Riverdale Collegiate Institute
Toronto, Ontario

 




"Saturn, one of our solar system's most majestic planets, is orbited by 62 moons, including the mysterious Dione, discovered in 1684. The Cassini-Huygens probe allows scientists to better understand the Saturaninan system; specifically I hope it will help answer some intriguing questions about Dione, such as whether it could ever sustain life.

In fact, looking for places that have the best chances of potentially supporting humanity are one of the main reasons for space exploration. It is for this reason that I have chosen to delve further into Saturn's moon Dione, and have Cassini investigate this moon.

There are many reasons that I have chosen Cassini to investigate Dione. The first reason is that similarly to Earth, Dione is made up of many different landforms and physical features, varying from high mountains to deep valleys and ridges. With the help of Cassini, we could explore the deep bowl-like craters and the long depressions, to -, determine exactly how similar it is to Earth's terrain, including the temperature in the valleys and on top of the mountains. Also, Cassini has helped us discover that the moon is primarily made up of water ice, and a magnetomer on Cassini identified a weak particle stream coming from Dione. Along with this, images provide evidence for a potential liquid or slushy tier of rock on the moon, while other images show ancient cracks or fissures that are not dissimilar to another of Saturn's moons, Enceladus. These pieces of evidence could mean that Dione could have a subterranean ocean just as Enceladus. This information is vital when assessing Dione's ability to sustain life, as water is crucial for all life forms. Another reason I have chosen this moon is that in 2010 a Cassini probe discovered a very thin layer of oxygen ions around Dione, and though it is very thin and not deserving of the term atmosphere, it is still impressive, as oxygen is critical for sustaining humanity. It will also be important to learn about the potential reasons why Dione would not be suitable for life/colonization, such as the fact that Dione's average temperature is -186°C, and that dust from another of Saturn's moons, Enceladus, constantly bombards Dione.

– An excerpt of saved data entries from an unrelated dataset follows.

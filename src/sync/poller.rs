use std::sync::{Arc, Mutex, MutexGuard, PoisonError};
use std::time::Duration;

use thiserror::Error;

use crate::analysis::{normalize, AnalysisError};
use crate::api::{ApiError, PlaybackApi};

use super::clock::TimeSource;
use super::session::{ApplyOutcome, PlaybackSample, Session, TrackSync};

pub type SharedSession = Arc<Mutex<Session>>;

pub(crate) fn lock(session: &SharedSession) -> MutexGuard<'_, Session> {
    session.lock().unwrap_or_else(PoisonError::into_inner)
}

#[derive(Debug, Error, PartialEq)]
pub enum SyncError {
    #[error(transparent)]
    Api(#[from] ApiError),
    #[error(transparent)]
    Analysis(#[from] AnalysisError),
}

/// What one poll cycle did.
#[derive(Clone, Debug, PartialEq)]
pub enum PollOutcome {
    /// Nothing is playing; the session is idle.
    NotPlaying,
    /// Still playing the synced track; nothing fetched.
    InSync,
    /// Analysis fetched and applied. `first` marks the cold-start sync.
    Synced { track_id: String, first: bool },
    /// Analysis fetched, but a newer attempt took over before it was applied.
    Superseded,
    /// A call was rejected as unauthorized and the credential was refreshed.
    /// The rejected call is not retried; the next poll uses the new token.
    CredentialsRefreshed,
}

/// Poll delay with exponential backoff on consecutive transient failures.
/// Any other outcome, including a non-transient error, restores the base delay.
#[derive(Clone, Debug)]
pub struct PollSchedule {
    base: Duration,
    max: Duration,
    failures: u32,
}

impl PollSchedule {
    pub fn new(base: Duration, max: Duration) -> Self {
        Self {
            base,
            max: max.max(base),
            failures: 0,
        }
    }

    pub fn next_delay(&mut self, result: &Result<PollOutcome, SyncError>) -> Duration {
        match result {
            Err(SyncError::Api(err)) if err.is_transient() => {
                self.failures = self.failures.saturating_add(1);
                let factor = 2u32.saturating_pow(self.failures.min(16));
                self.base.saturating_mul(factor).min(self.max)
            }
            _ => {
                if self.failures > 0 {
                    log::info!("Polling recovered after {} failure(s)", self.failures);
                }
                self.failures = 0;
                self.base
            }
        }
    }

    pub fn failures(&self) -> u32 {
        self.failures
    }
}

/// The network-facing half of the sync state machine.
///
/// Each [`poll_once`](Syncer::poll_once) asks the player for its state and,
/// when the track changed or playback resumed, fetches and applies the
/// track's analysis. The session lock is never held across a request.
pub struct Syncer<A, T> {
    api: Arc<A>,
    time: Arc<T>,
    session: SharedSession,
}

impl<A: PlaybackApi, T: TimeSource> Syncer<A, T> {
    pub fn new(api: Arc<A>, time: Arc<T>, session: SharedSession) -> Self {
        Self { api, time, session }
    }

    pub fn session(&self) -> &SharedSession {
        &self.session
    }

    pub fn poll_once(&self) -> Result<PollOutcome, SyncError> {
        let result = self.poll();
        match result {
            Err(SyncError::Api(ApiError::Unauthorized)) => {
                log::warn!("Request unauthorized; refreshing access token");
                self.api.refresh_credential()?;
                Ok(PollOutcome::CredentialsRefreshed)
            }
            Err(err) => {
                lock(&self.session).record_poll_failure();
                Err(err)
            }
            ok => ok,
        }
    }

    fn poll(&self) -> Result<PollOutcome, SyncError> {
        let state = self.api.playback_state()?;
        let now = self.time.now_ms();
        let sample = state
            .as_ref()
            .and_then(|state| PlaybackSample::from_player_state(state, now))
            .filter(|sample| sample.is_playing);

        let Some(sample) = sample else {
            lock(&self.session).record_not_playing();
            return Ok(PollOutcome::NotPlaying);
        };

        let epoch = {
            let mut session = lock(&self.session);
            if !session.record_sample(&sample) {
                return Ok(PollOutcome::InSync);
            }
            session.begin_sync()
        };

        self.sync_track(sample, epoch).map_err(|err| {
            lock(&self.session).abort_sync(epoch);
            err
        })
    }

    fn sync_track(&self, sample: PlaybackSample, epoch: u64) -> Result<PollOutcome, SyncError> {
        log::info!(
            "Syncing '{}' by {} at {:.0}ms",
            sample.track.name,
            sample.track.artist,
            sample.progress_ms
        );

        let started = self.time.now_ms();
        let track_id = sample.track.id.as_str();
        let (analysis, features) = rayon::join(
            || self.api.track_analysis(track_id),
            || self.api.track_features(track_id),
        );
        let (analysis, features) = (analysis?, features?);
        let analysis = normalize(&analysis, sample.track.duration_ms)?;
        let now = self.time.now_ms();

        let track_id = sample.track.id.clone();
        let context_href = sample.context_href.clone();
        let sync = TrackSync {
            progress_ms: sample.progress_ms + (now - started),
            sample,
            analysis,
            features,
            now_ms: now,
        };

        let first = match lock(&self.session).apply_sync(epoch, sync) {
            ApplyOutcome::Stale => return Ok(PollOutcome::Superseded),
            ApplyOutcome::Applied { first } => first,
        };

        if let Some(href) = context_href {
            self.lookup_context_name(epoch, &href);
        }

        Ok(PollOutcome::Synced { track_id, first })
    }

    /// Best-effort; only an unauthorized response has any effect.
    fn lookup_context_name(&self, epoch: u64, href: &str) {
        match self.api.context_name(href) {
            Ok(name) => lock(&self.session).set_playlist_name(epoch, name),
            Err(ApiError::Unauthorized) => {
                if let Err(err) = self.api.refresh_credential() {
                    log::warn!("Token refresh failed: {}", err);
                }
            }
            Err(err) => log::debug!("Playlist name lookup failed: {}", err),
        }
    }
}
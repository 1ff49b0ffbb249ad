use crate::analysis::interval::SegmentLoudness;
use crate::analysis::{resolve, IntervalKind, Millis, TrackAnalysis};
use crate::api::model::{PlayerState, RepeatMode, TrackFeatures, TrackInfo};

use super::clock::PlaybackClock;
use super::easing::ease;
use super::volume::{self, VolumeSmoother};

/// One authoritative position report from the player endpoint.
#[allow(dead_code)]
#[derive(Clone, Debug, PartialEq)]
pub struct PlaybackSample {
    pub track: TrackInfo,
    pub is_playing: bool,
    pub progress_ms: Millis,
    pub context_href: Option<String>,
    pub context_uri: Option<String>,
    pub shuffle: bool,
    pub repeat: RepeatMode,
    pub sampled_at_ms: Millis,
}

impl PlaybackSample {
    /// `None` when the player has no track item (nothing loaded, or an ad).
    pub fn from_player_state(state: &PlayerState, sampled_at_ms: Millis) -> Option<Self> {
        let item = state.item.as_ref()?;
        let context = state.context.as_ref();
        Some(Self {
            track: TrackInfo::from(item),
            is_playing: state.is_playing,
            progress_ms: state.progress_ms.unwrap_or(0.0),
            context_href: context.and_then(|c| c.href.clone()),
            context_uri: context.and_then(|c| c.uri.clone()),
            shuffle: state.shuffle_state,
            repeat: state.repeat_state,
            sampled_at_ms,
        })
    }
}

#[derive(Clone, Copy, Debug, PartialEq, Eq)]
pub enum SyncPhase {
    /// No poll has completed yet.
    Uninitialized,
    /// Polling, but no track has been synced.
    Polling,
    /// Analysis for a track is being fetched.
    Syncing,
    Active,
    /// Synced before, now paused or stopped.
    Idle,
}

/// The interval of one kind under the playhead.
#[derive(Clone, Debug, PartialEq)]
pub struct ActiveInterval {
    pub kind: IntervalKind,
    pub index: usize,
    pub start_ms: Millis,
    pub duration_ms: Millis,
    pub confidence: f64,
    pub elapsed_ms: Millis,
    /// Eased fraction of the interval that has elapsed, in `[0, 1]`.
    pub progress: f64,
    pub loudness: Option<SegmentLoudness>,
}

impl ActiveInterval {
    fn refresh(&mut self, position_ms: Millis) {
        self.elapsed_ms = position_ms - self.start_ms;
        self.progress = if self.duration_ms > 0.0 {
            ease(self.elapsed_ms / self.duration_ms)
        } else {
            1.0
        };
    }
}

/// Everything a successful sync attempt hands to the session.
#[derive(Clone, Debug)]
pub struct TrackSync {
    pub sample: PlaybackSample,
    pub analysis: TrackAnalysis,
    pub features: TrackFeatures,
    /// Reported progress plus the time the analysis fetch took.
    pub progress_ms: Millis,
    pub now_ms: Millis,
}

#[derive(Clone, Copy, Debug, PartialEq, Eq)]
pub enum ApplyOutcome {
    Applied { first: bool },
    /// A newer sync attempt started (or playback stopped) in the meantime.
    Stale,
}

/// Read-only view of the session handed to renderers.
#[derive(Clone, Debug, PartialEq)]
pub struct Snapshot {
    pub phase: SyncPhase,
    pub is_active: bool,
    pub current_track: Option<TrackInfo>,
    pub previous_track: Option<TrackInfo>,
    pub features: Option<TrackFeatures>,
    pub track_progress_ms: Millis,
    pub reported_progress_ms: Millis,
    pub track_duration_ms: Millis,
    pub volume: f64,
    pub intervals: [Option<ActiveInterval>; 5],
    pub shuffle: bool,
    pub repeat: RepeatMode,
    pub playlist_name: Option<String>,
}

impl Snapshot {
    pub fn interval(&self, kind: IntervalKind) -> Option<&ActiveInterval> {
        self.intervals[kind.index()].as_ref()
    }
}

/// Single owner of all synchronisation state.
///
/// Written by the poll cycle (`record_*`, `begin_sync`, `apply_sync`) and by
/// the frame loop (`tick`); callers serialise access.
#[derive(Debug)]
pub struct Session {
    phase: SyncPhase,
    phase_before_sync: SyncPhase,
    epoch: u64,
    initialized: bool,
    active: bool,
    analysis: Option<TrackAnalysis>,
    features: Option<TrackFeatures>,
    current_track: Option<TrackInfo>,
    previous_track: Option<TrackInfo>,
    context_href: Option<String>,
    playlist_name: Option<String>,
    shuffle: bool,
    repeat: RepeatMode,
    clock: PlaybackClock,
    track_progress_ms: Millis,
    reported_progress_ms: Millis,
    intervals: [Option<ActiveInterval>; 5],
    smoother: VolumeSmoother,
    volume: f64,
}

impl Session {
    pub fn new(volume_smoothing: usize) -> Self {
        Self {
            phase: SyncPhase::Uninitialized,
            phase_before_sync: SyncPhase::Uninitialized,
            epoch: 0,
            initialized: false,
            active: false,
            analysis: None,
            features: None,
            current_track: None,
            previous_track: None,
            context_href: None,
            playlist_name: None,
            shuffle: false,
            repeat: RepeatMode::Off,
            clock: PlaybackClock::new(),
            track_progress_ms: 0.0,
            reported_progress_ms: 0.0,
            intervals: Default::default(),
            smoother: VolumeSmoother::new(volume_smoothing),
            volume: 0.0,
        }
    }

    pub fn phase(&self) -> SyncPhase {
        self.phase
    }

    #[cfg(test)]
    pub fn is_active(&self) -> bool {
        self.active
    }

    #[cfg(test)]
    pub fn is_initialized(&self) -> bool {
        self.initialized
    }

    #[cfg(test)]
    pub fn clock(&self) -> super::clock::ClockState {
        self.clock.state()
    }

    #[cfg(test)]
    pub fn volume(&self) -> f64 {
        self.volume
    }

    pub fn repeat(&self) -> RepeatMode {
        self.repeat
    }

    pub fn set_repeat(&mut self, repeat: RepeatMode) {
        self.repeat = repeat;
    }

    pub fn set_shuffle(&mut self, shuffle: bool) {
        self.shuffle = shuffle;
    }

    #[cfg(test)]
    pub fn current_track(&self) -> Option<&TrackInfo> {
        self.current_track.as_ref()
    }

    #[cfg(test)]
    pub fn interval(&self, kind: IntervalKind) -> Option<&ActiveInterval> {
        self.intervals[kind.index()].as_ref()
    }

    /// A poll failed before producing a sample.
    pub fn record_poll_failure(&mut self) {
        if self.phase == SyncPhase::Uninitialized {
            self.phase = SyncPhase::Polling;
        }
    }

    /// The player reports nothing playing. Freezes the clock and invalidates
    /// any in-flight sync.
    pub fn record_not_playing(&mut self) {
        if self.active {
            log::info!("Playback stopped; session idle");
        }
        self.active = false;
        self.epoch += 1;
        self.phase = if self.initialized {
            SyncPhase::Idle
        } else {
            SyncPhase::Polling
        };
    }

    /// Record a playing sample. Returns whether the track must be (re)synced.
    pub fn record_sample(&mut self, sample: &PlaybackSample) -> bool {
        self.reported_progress_ms = sample.progress_ms;
        if self.phase == SyncPhase::Uninitialized {
            self.phase = SyncPhase::Polling;
        }
        let same_track = self
            .current_track
            .as_ref()
            .is_some_and(|track| track.id == sample.track.id);
        !self.initialized || !same_track || !self.active
    }

    /// Start a sync attempt and return its epoch.
    pub fn begin_sync(&mut self) -> u64 {
        self.epoch += 1;
        if self.phase != SyncPhase::Syncing {
            self.phase_before_sync = self.phase;
        }
        self.phase = SyncPhase::Syncing;
        self.epoch
    }

    /// Give up on a sync attempt, leaving the previous track's state in place.
    pub fn abort_sync(&mut self, epoch: u64) {
        if epoch == self.epoch && self.phase == SyncPhase::Syncing {
            self.phase = self.phase_before_sync;
        }
    }

    pub fn apply_sync(&mut self, epoch: u64, sync: TrackSync) -> ApplyOutcome {
        if epoch != self.epoch {
            log::debug!(
                "Discarding sync for '{}' (epoch {} superseded by {})",
                sync.sample.track.name,
                epoch,
                self.epoch
            );
            return ApplyOutcome::Stale;
        }

        let sample = sync.sample;
        let changed = self
            .current_track
            .as_ref()
            .map_or(true, |track| track.id != sample.track.id);
        if changed {
            if let Some(track) = &self.current_track {
                log::info!("Track changed from '{}' to '{}'", track.name, sample.track.name);
            }
            self.previous_track = self.current_track.take();
        }
        if self.context_href != sample.context_href {
            self.playlist_name = None;
        }

        self.current_track = Some(sample.track);
        self.context_href = sample.context_href;
        self.shuffle = sample.shuffle;
        self.repeat = sample.repeat;
        self.analysis = Some(sync.analysis);
        self.features = Some(sync.features);
        self.clock.seed(sync.progress_ms, sync.now_ms);
        self.track_progress_ms = sync.progress_ms;
        self.intervals = Default::default();

        let first = !self.initialized;
        self.initialized = true;
        self.active = true;
        self.phase = SyncPhase::Active;
        ApplyOutcome::Applied { first }
    }

    /// Best-effort context name for the current sync. Ignored when stale.
    pub fn set_playlist_name(&mut self, epoch: u64, name: String) {
        if epoch == self.epoch {
            self.playlist_name = Some(name);
        }
    }

    /// Advance one display frame. Returns the intervals that changed, in
    /// finest-to-coarsest order.
    pub fn tick(&mut self, now_ms: Millis) -> Vec<ActiveInterval> {
        if !self.active {
            return Vec::new();
        }
        let Some(analysis) = self.analysis.as_ref() else {
            return Vec::new();
        };

        self.clock.mark_loop_started(now_ms);
        let position = self.clock.estimate(now_ms);
        self.track_progress_ms = position;

        let mut changes = Vec::new();
        for kind in IntervalKind::ALL {
            let series = analysis.series(kind);
            let index = resolve(series, position);
            let slot = &mut self.intervals[kind.index()];

            let changed = slot.as_ref().map_or(true, |active| active.index != index);
            if changed {
                let interval = &series[index];
                *slot = Some(ActiveInterval {
                    kind,
                    index,
                    start_ms: interval.start_ms,
                    duration_ms: interval.duration_ms,
                    confidence: interval.confidence,
                    elapsed_ms: 0.0,
                    progress: 0.0,
                    loudness: interval.loudness.clone(),
                });
            }

            if let Some(active) = slot.as_mut() {
                active.refresh(position);
                if changed {
                    changes.push(active.clone());
                }
            }
        }

        let sample = segment_volume(analysis, self.intervals[IntervalKind::Segment.index()].as_ref());
        self.volume = self.smoother.push(sample);

        changes
    }

    pub fn snapshot(&self) -> Snapshot {
        Snapshot {
            phase: self.phase,
            is_active: self.active,
            current_track: self.current_track.clone(),
            previous_track: self.previous_track.clone(),
            features: self.features.clone(),
            track_progress_ms: self.track_progress_ms,
            reported_progress_ms: self.reported_progress_ms,
            track_duration_ms: self
                .features
                .as_ref()
                .map(|f| f.duration_ms)
                .or_else(|| self.analysis.as_ref().map(|a| a.duration_ms()))
                .unwrap_or(0.0),
            volume: self.volume,
            intervals: self.intervals.clone(),
            shuffle: self.shuffle,
            repeat: self.repeat,
            playlist_name: self.playlist_name.clone(),
        }
    }
}

fn segment_volume(analysis: &TrackAnalysis, segment: Option<&ActiveInterval>) -> f64 {
    let Some(segment) = segment else {
        return 0.0;
    };
    let Some(loudness) = segment.loudness.as_ref() else {
        return 0.0;
    };
    let next = analysis
        .series(IntervalKind::Segment)
        .get(segment.index + 1)
        .and_then(|next| next.loudness.as_ref())
        .map(|next| next.loudness_start);
    volume::instantaneous(loudness, segment.duration_ms, segment.elapsed_ms, next)
}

It is for the many reasons listed above, I picked Dione for further exploration by Cassini. Whether it be learning more about the thin layer of oxygen or investigating the possibility of a subterranean ocean, further studying Dione will allow us to learn more about this moon and the Saturanian system in general. More importantly, directing Cassini to Dione will also allow researchers to better understand its potential for sustaining humanity, and can also give us clues as to the geology of other less known natural satellites. In 2015 Cassini will fly by Dione and I believe that this will be the perfect opportunity to collect as much information as possible to extend our knowledge of Dione even further."